__What you need to do__: Return the lines below in which the string "recruit" occurs.

[Recorded data]
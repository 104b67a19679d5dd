//! Error types for `recruit-core`.

use thiserror::Error;

use crate::table::Table;

#[derive(Debug, Error)]
pub enum Error {
  #[error("{table} record not found: {id}")]
  NotFound { table: Table, id: u64 },

  #[error("unknown table: {0:?}")]
  UnknownTable(String),

  #[error("{table} row is missing column {column:?}")]
  MissingColumn { table: Table, column: &'static str },

  #[error("invalid value {value:?} in column {column:?}")]
  InvalidValue { column: String, value: String },

  #[error("validation error: {0}")]
  Validation(String),

  #[error("storage error: {0}")]
  Storage(#[source] Box<dyn std::error::Error + Send + Sync>),
}

impl Error {
  /// Wrap a backend error.
  pub fn storage<E>(e: E) -> Self
  where
    E: std::error::Error + Send + Sync + 'static,
  {
    Self::Storage(Box::new(e))
  }

  pub fn is_not_found(&self) -> bool { matches!(self, Self::NotFound { .. }) }
}

pub type Result<T, E = Error> = std::result::Result<T, E>;
//! The `TableStore` trait.
//!
//! Implemented by storage backends (`recruit-store-csv`,
//! `recruit-store-sqlite`). The workflow layer ([`crate::recruiter`]) and the
//! HTTP layer depend on this abstraction, not on any concrete backend.

use std::future::Future;

use crate::{row::Row, table::Table};

/// Whole-table record storage with per-table integer ids.
///
/// Every table is an ordered sequence of [`Row`]s. Reads return the full
/// table; writes replace it. Backends must serialise the read-modify-write
/// methods (`append`, `insert`, `insert_all`, `update_field`,
/// `update_fields`) so that two concurrent callers can never both compute the
/// same next id or lose each other's rows.
///
/// All methods return `Send` futures so the trait can be used from axum
/// handlers on a multi-threaded runtime.
pub trait TableStore: Send + Sync {
  type Error: std::error::Error + Send + Sync + 'static;

  /// Every row of `table`, in stored order. A table that has never been
  /// written reads as empty.
  fn read(
    &self,
    table: Table,
  ) -> impl Future<Output = Result<Vec<Row>, Self::Error>> + Send + '_;

  /// Replace the whole of `table` with `rows`.
  fn write(
    &self,
    table: Table,
    rows: Vec<Row>,
  ) -> impl Future<Output = Result<(), Self::Error>> + Send + '_;

  /// Add `row` at the end of `table` exactly as given.
  fn append(
    &self,
    table: Table,
    row: Row,
  ) -> impl Future<Output = Result<(), Self::Error>> + Send + '_;

  /// `1` for an empty or missing table (or one without ids), otherwise the
  /// largest id plus one. Not a reservation; use [`TableStore::insert`] to
  /// allocate. Fails once the table holds [`crate::row::MAX_ID`].
  fn next_id(
    &self,
    table: Table,
  ) -> impl Future<Output = Result<u64, Self::Error>> + Send + '_;

  /// Assign the next id to `row` and append it, as one step. Returns the id.
  fn insert(
    &self,
    table: Table,
    row: Row,
  ) -> impl Future<Output = Result<u64, Self::Error>> + Send + '_;

  /// Assign consecutive ids to `rows` and append them all in one write.
  /// Nothing is written if the block would run past [`crate::row::MAX_ID`].
  fn insert_all(
    &self,
    table: Table,
    rows: Vec<Row>,
  ) -> impl Future<Output = Result<Vec<u64>, Self::Error>> + Send + '_;

  /// Overwrite `field` on every row whose id is `id`. Returns how many rows
  /// matched; no other field or row is touched.
  fn update_field(
    &self,
    table: Table,
    id: u64,
    field: &'static str,
    value: String,
  ) -> impl Future<Output = Result<usize, Self::Error>> + Send + '_;

  /// Like [`TableStore::update_field`] for several fields at once. Either
  /// every field is written or none is.
  fn update_fields(
    &self,
    table: Table,
    id: u64,
    fields: Vec<(&'static str, String)>,
  ) -> impl Future<Output = Result<usize, Self::Error>> + Send + '_;
}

__Task solution__:
//! Error types for `recruit-core`.
//! Implemented by storage backends (`recruit-store-csv`,
//! `recruit-store-sqlite`). The workflow layer ([`crate::recruiter`]) and the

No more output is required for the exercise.